One only has to remember that the sequel to the failed attempt by Milosevic to expel the entire ethnic Albanian population was the return of many thousands of armed and angry Albanians, whose own nationalist consciousness had been inflamed and who then proceeded to do to the Serbian minority in Kosova a smaller-scale version of what the Chetniks had done to the Albanians, with the result that the formerly dominant Serbs in Kosova are now an oppressed and persecuted minority.
In such situations, it is vital that revolutionaries advance solutions to the national question which embody the programme of consistent democracy, defending the rights of all peoples. When national struggles erupt in circumstances of low or non-existent socialist consciousness, there is a spontaneous tendency to simply reverse the terms of oppression. We must aim to neutralise this possibility and in the process engender class consciousness amongst the workers.
The actions of ethnic Albanian rebels around Macedonia and the Albanian-inhabited regions in Serbia cannot simply be condemned. For socialists to fetishise existing borders would be simply to hand over the banner of democracy to nationalism - and ultimately to the imperialists, as happened in the war over Kosova. The Socialist Workers Party, for instance, simply extends the political bankruptcy and blindness to democratic questions that led to its apologetics for Milosevic's mass expulsions in 1999, and to the shame of Chetniks marching with anti-Albanian slogans like 'Kosova is Serbian' on Socialist Worker placards, by its defence of existing borders today.

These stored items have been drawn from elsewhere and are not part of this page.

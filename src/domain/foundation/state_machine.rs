//! State machine trait for status enums.
//!
//! Provides a consistent interface for validating and performing state transitions
//! across the lesson and enrollment lifecycles.

use super::ValidationError;

/// Trait for status enums that represent state machines.
///
/// Implementors define valid state transitions and get validated
/// transition methods for free.
///
/// # Example
///
/// ```ignore
/// impl StateMachine for EnrollmentStatus {
///     fn can_transition_to(&self, target: &Self) -> bool {
///         matches!(
///             (self, target),
///             (Enrolled, Canceled) | (Enrolled, RefundRequested) | (RefundRequested, Refunded)
///         )
///     }
///
///     fn valid_transitions(&self) -> Vec<Self> {
///         match self {
///             Enrolled => vec![Canceled, RefundRequested],
///             // ... etc
///         }
///     }
/// }
///
/// let next = EnrollmentStatus::Enrolled.transition_to(EnrollmentStatus::Canceled)?;
/// ```
pub trait StateMachine: Sized + Copy + PartialEq + std::fmt::Debug {
    /// Returns true if transition from self to target is valid.
    fn can_transition_to(&self, target: &Self) -> bool;

    /// Returns all valid target states from current state.
    fn valid_transitions(&self) -> Vec<Self>;

    /// Performs transition with validation, returning error if invalid.
    fn transition_to(&self, target: Self) -> Result<Self, ValidationError> {
        if self.can_transition_to(&target) {
            Ok(target)
        } else {
            Err(ValidationError::invalid_format(
                "state_transition",
                format!("Cannot transition from {:?} to {:?}", self, target),
            ))
        }
    }

    /// Checks if current state is terminal (no valid outgoing transitions).
    fn is_terminal(&self) -> bool {
        self.valid_transitions().is_empty()
    }
}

Alex Callinicos lectures the imperialists that they have let the genie of Albanian nationalism out of the bottle, and complains bitterly about "Albanian nationalist hopes of tearing up most of the borders in most of the region" (Socialist Worker March 10). But why are borders, drawn not according to the democratic will of the population that actually inhabit the region, but rather at the behest of imperial powers and rival Stalinist elites, sacrosanct for socialists? This panic-stricken lament only signifies that the economistic SWP has no answer for situations like the Balkans. It vainly hopes that the national question will disappear and the workers will spontaneously unite. But class unity has to be fought for - and consistent democracy is the only means of waging such a fight.
Adjustments of borders could be democratically agreed so as to reflect the real national composition of the populations. This might, for example, involve some Serb-inhabited territory in Kosova being ceded to Serbia, and may also involve some Albanian-inhabited territory in Serbia being ceded to Kosova or some broader Albanian nation-state - in the best-case scenario within a democratic Balkan federation. The Albanian-inhabited regions of Macedonia should certainly have the right to self-determination, as indeed should the Macedonian/Bulgarian inhabited regions.
Whether we argue for or against the exercise of this right in favour of separation is another question entirely, which can only be determined by means of a concrete view of the political situation in the entire region. It cannot be denied just because it is inconvenient. It is permissible to adjust borders to reflect the will of the population. But what is completely impermissible is to 'adjust' the population to suit the aims of one or another rival nationalism - that is 'ethnic cleansing'.
But for the left to avoid advocating consistently democratic solutions to such problems would only be to do our little bit to make certain that disaster once again blights the lives of the peoples of this troubled region. By adopting this Bolshevik perspective of consistent democracy, instead of being part of the problem, the left can provide the solution.